Costumo não responder às reclamações dirigidas a mim. Normalmente são usadas palavras carregadas de ódio e de ofensas pessoais.

Dona Eva foi muito clara e elegante ao falar de seu filho e de todo sofrimento envolvido.

Entendo toda situação que se passou. Coloquei-me em seu lugar e vivi a sua aflição. Somos ambas mães, ambas lutamos por nossos filhos. Dona Eva com certeza, mais que eu: ela é mãe por escolha de seu sobrinho. Minha admiração e respeito.

Mas vou falar do ocorrido.

Há vários meses estamos com uma superdemanda no Pronto Atendimento. Como solução imediata, optamos por encaminhar para os Postos de Saúde os pacientes que originalmente deveriam estar sendo atendidos nas Unidades Básicas. Assim, os casos que não precisam ser atendidos no PA seriam atendidos na Unidade Básica de Saúde. Evitamos assim a exaustão dos profissionais e piora de atendimento.

Neste dia específico, o outro médico teve um acidente, ficando impossibilitado de trabalhar. Não conseguimos substituto e fiquei sozinha.

Um único médico para atender mais de 150 pacientes/dia, quando por lei, nós médicos devemos atender até 40 pacientes/dia.  Isto é também trabalho escravo. Pacientes correm risco devido à exaustão profissional.

O seu filho Dona Eva, não era urgência, apesar de sete dias sem evacuar.

O Posto de Saúde deveria atendê-lo ou encaminhá-lo para outro Posto.

Por que a senhora critica a mim, que fico à disposição da população até 72 horas semanais, sendo 60 horas no Pronto Atendimento?

 Por que a senhora minimizou o problema de seu filho, deixando para outros profissionais não médicos resolverem? E se tivesse complicado? Seria também minha responsabilidade?

O que a senhora e vários de seus conterrâneos não sabem é que enquanto encaminhava seus filhos para o PSF, atendia simultaneamente uma senhora em grande risco de vida, com fratura de crânio, ainda hoje lutando por sua vida no Hospital João XXIII.

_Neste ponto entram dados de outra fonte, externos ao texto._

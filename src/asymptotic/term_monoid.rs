//! Term monoids: one per kind of summand, optionally aware of a dependent variable.
//!
//! A ring with a dependent variable `k` attaches the same `VariableBounds` to all three
//! monoids. The bounds are growths in the ring's variable, `lower <= k <= upper`, and are used
//! to estimate how fast a coefficient containing `k` can grow: the coefficient is evaluated at
//! both endpoints and each value is converted into an O-term.
use std::collections::HashMap;
use std::fmt;

use log::debug;
use strum_macros::{Display, EnumIter};

use crate::asymptotic::errors::AsymptoticError;
use crate::asymptotic::evaluate::evaluate;
use crate::asymptotic::expansion::Expansion;
use crate::asymptotic::growth::Growth;
use crate::asymptotic::ring::AsymptoticRing;
use crate::asymptotic::terms::Summand;
use crate::symbolic::symbolic_engine::Expr;
use crate::symbolic::symbolic_simplify::Assumptions;

#[derive(Clone, Copy, Debug, PartialEq, Eq, Hash, PartialOrd, Ord, Display, EnumIter)]
pub enum TermKind {
    #[strum(serialize = "exact")]
    Exact,
    #[strum(serialize = "B")]
    B,
    #[strum(serialize = "O")]
    O,
}

/// The bound triple `(dependent_variable, lower, upper)` of a ring.
#[derive(Clone, Debug, PartialEq, Eq)]
pub struct VariableBounds {
    dependent_variable: String,
    lower: Growth,
    upper: Growth,
}

impl VariableBounds {
    /// Checks that `dependent_variable` is a bare symbol and that both bounds are given.
    pub fn new(
        dependent_variable: &str,
        lower: Option<Growth>,
        upper: Option<Growth>,
    ) -> Result<VariableBounds, AsymptoticError> {
        let parsed = Expr::parse_expression(dependent_variable)
            .map_err(|_| AsymptoticError::InvalidDependentVariable(dependent_variable.to_string()))?;
        let name = parsed
            .as_symbol()
            .ok_or_else(|| AsymptoticError::InvalidDependentVariable(dependent_variable.to_string()))?;
        let lower = lower.ok_or_else(|| AsymptoticError::MissingBound("lower".to_string()))?;
        let upper = upper.ok_or_else(|| AsymptoticError::MissingBound("upper".to_string()))?;
        Ok(VariableBounds {
            dependent_variable: name.to_string(),
            lower,
            upper,
        })
    }

    pub fn dependent_variable(&self) -> &str {
        &self.dependent_variable
    }

    pub fn lower(&self) -> &Growth {
        &self.lower
    }

    pub fn upper(&self) -> &Growth {
        &self.upper
    }

    /// true if the coefficient mentions the dependent variable
    pub fn is_mentioned_in(&self, coefficient: &Expr) -> bool {
        coefficient.contains_variable(&self.dependent_variable)
    }

    /// `dependent_variable > 0`
    pub fn positivity(&self) -> Assumptions {
        Assumptions::positive(&self.dependent_variable)
    }

    /// `coefficient` with the dependent variable replaced by `bound`, as an expansion.
    pub fn evaluate_at(
        &self,
        coefficient: &Expr,
        bound: &Growth,
        ring: &AsymptoticRing,
    ) -> Result<Expansion, AsymptoticError> {
        let value = ring.monomial(bound.clone());
        let bindings = HashMap::from([(self.dependent_variable.clone(), value)]);
        evaluate(coefficient, ring, &bindings)
    }

    /// Growth of the single O-term `expansion.big_o()` collapses to.
    fn collapse(
        &self,
        expansion: &Expansion,
        coefficient: &Expr,
        bound: &Growth,
    ) -> Result<Growth, AsymptoticError> {
        let big_o = expansion.big_o()?;
        match big_o.single_term() {
            Some(term) => Ok(term.growth().clone()),
            None => Err(AsymptoticError::NonCollapsingBound {
                coefficient: coefficient.to_string(),
                bound: bound.to_string(),
            }),
        }
    }

    /// Growths of the coefficient at the lower and at the upper bound, computed under
    /// `dependent_variable > 0`. A coefficient vanishing at a bound counts as growth 1.
    pub fn boundary_growths(
        &self,
        coefficient: &Expr,
        ring: &AsymptoticRing,
    ) -> Result<(Growth, Growth), AsymptoticError> {
        let simplified = coefficient.simplify_with(&self.positivity())?;
        let mut growths = Vec::with_capacity(2);
        for bound in [&self.lower, &self.upper] {
            let mut value = self.evaluate_at(&simplified, bound, ring)?;
            if value.is_zero() {
                value = ring.one();
            }
            growths.push(self.collapse(&value, &simplified, bound)?);
        }
        let upper = growths.pop().unwrap_or_else(Growth::one);
        let lower = growths.pop().unwrap_or_else(Growth::one);
        Ok((lower, upper))
    }

    /// The factor an O-term with this coefficient has to be inflated by: the O-term of the
    /// sum of the coefficient evaluated at both bounds. No sign assumption is made.
    pub fn inflation(
        &self,
        coefficient: &Expr,
        ring: &AsymptoticRing,
    ) -> Result<Growth, AsymptoticError> {
        let at_lower = self.evaluate_at(coefficient, &self.lower, ring)?.big_o()?;
        let at_upper = self.evaluate_at(coefficient, &self.upper, ring)?.big_o()?;
        let sum = (&at_lower + &at_upper)?;
        let growth = match sum.single_term() {
            Some(term) => term.growth().clone(),
            None => {
                return Err(AsymptoticError::NonCollapsingBound {
                    coefficient: coefficient.to_string(),
                    bound: format!("{} and {}", self.lower, self.upper),
                });
            }
        };
        debug!("O-term coefficient {} inflates the growth by {}", coefficient, growth);
        Ok(growth)
    }
}

impl fmt::Display for VariableBounds {
    fn fmt(&self, f: &mut fmt::Formatter) -> fmt::Result {
        write!(
            f,
            "{} <= {} <= {}",
            self.lower, self.dependent_variable, self.upper
        )
    }
}

/// The monoid of one kind of terms.
#[derive(Clone, Debug, PartialEq, Eq)]
pub struct TermMonoid {
    kind: TermKind,
    bounds: Option<VariableBounds>,
}

impl TermMonoid {
    pub fn new(kind: TermKind, bounds: Option<VariableBounds>) -> TermMonoid {
        TermMonoid { kind, bounds }
    }

    pub fn kind(&self) -> TermKind {
        self.kind
    }

    /// `(dependent_variable, lower, upper)` for a bound-aware monoid
    pub fn variable_bounds(&self) -> Option<&VariableBounds> {
        self.bounds.as_ref()
    }

    pub fn dependent_variable(&self) -> Option<&str> {
        self.bounds.as_ref().map(VariableBounds::dependent_variable)
    }
}

impl fmt::Display for TermMonoid {
    fn fmt(&self, f: &mut fmt::Formatter) -> fmt::Result {
        match &self.bounds {
            Some(bounds) => write!(f, "{}-term monoid with {}", self.kind, bounds),
            None => write!(f, "{}-term monoid", self.kind),
        }
    }
}

/// The three term monoids of a ring, sharing one set of bounds.
#[derive(Clone, Debug, PartialEq, Eq)]
pub struct TermMonoidFactory {
    exact: TermMonoid,
    o: TermMonoid,
    b: TermMonoid,
}

impl TermMonoidFactory {
    /// monoids of a ring without dependent variable
    pub fn plain() -> TermMonoidFactory {
        TermMonoidFactory {
            exact: TermMonoid::new(TermKind::Exact, None),
            o: TermMonoid::new(TermKind::O, None),
            b: TermMonoid::new(TermKind::B, None),
        }
    }

    pub fn with_bounds(bounds: VariableBounds) -> TermMonoidFactory {
        TermMonoidFactory {
            exact: TermMonoid::new(TermKind::Exact, Some(bounds.clone())),
            o: TermMonoid::new(TermKind::O, Some(bounds.clone())),
            b: TermMonoid::new(TermKind::B, Some(bounds)),
        }
    }

    pub fn get(&self, kind: TermKind) -> &TermMonoid {
        match kind {
            TermKind::Exact => &self.exact,
            TermKind::O => &self.o,
            TermKind::B => &self.b,
        }
    }

    pub fn variable_bounds(&self) -> Option<&VariableBounds> {
        self.exact.variable_bounds()
    }
}

#[cfg(test)]
mod tests {
    use super::*;
    use num::{BigInt, BigRational};

    fn n_pow(num: i64, den: i64) -> Growth {
        Growth::monomial("n", BigRational::new(BigInt::from(num), BigInt::from(den)))
    }

    #[test]
    fn test_variable_bounds_validation() {
        let bounds = VariableBounds::new("k", Some(n_pow(0, 1)), Some(n_pow(1, 2))).unwrap();
        assert_eq!(bounds.dependent_variable(), "k");
        assert_eq!(bounds.to_string(), "1 <= k <= n^(1/2)");
        assert!(bounds.is_mentioned_in(&Expr::parse_expression("k^2 + 1").unwrap()));
        assert!(!bounds.is_mentioned_in(&Expr::parse_expression("n + 1").unwrap()));
        assert!(matches!(
            VariableBounds::new("2*k", Some(n_pow(0, 1)), Some(n_pow(1, 2))),
            Err(AsymptoticError::InvalidDependentVariable(_))
        ));
        assert_eq!(
            VariableBounds::new("k", Some(n_pow(0, 1)), None),
            Err(AsymptoticError::MissingBound("upper".to_string()))
        );
    }

    #[test]
    fn test_factory_kinds() {
        let factory = TermMonoidFactory::plain();
        assert_eq!(factory.get(TermKind::B).kind(), TermKind::B);
        assert!(factory.variable_bounds().is_none());
        assert_eq!(factory.get(TermKind::Exact).to_string(), "exact-term monoid");
    }
}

Naquele mesmo dia, sozinha, realizei 10 internações. Doei-me completamente aos pacientes.

Diferente da senhora Dona Eva, eu sou uma péssima mãe, pois convivo com meus filhos apenas nos fins de semana que não estou trabalhando.

Para tornar-me a boa médica que sei que sou, realmente querida por muitos, abri mão de minha vida pessoal, do crescimento e até do sofrimento de meus filhos. Por opção e amor.

Passei humilhações, sendo chamada de covarde por vereadores na tribuna, de suja, de escrota e até de preguiçosa, e outras já esquecidas.

Nós profissionais da saúde, somos responsabilizados por todas as mazelas do caos do SUS e problemas sociais.

Enquanto deveríamos estar lutando por uma saúde mais digna, com melhores resultados, ofendemos exatamente àqueles que nos acolhem numa crise e que salvam as vidas de tantos filhos.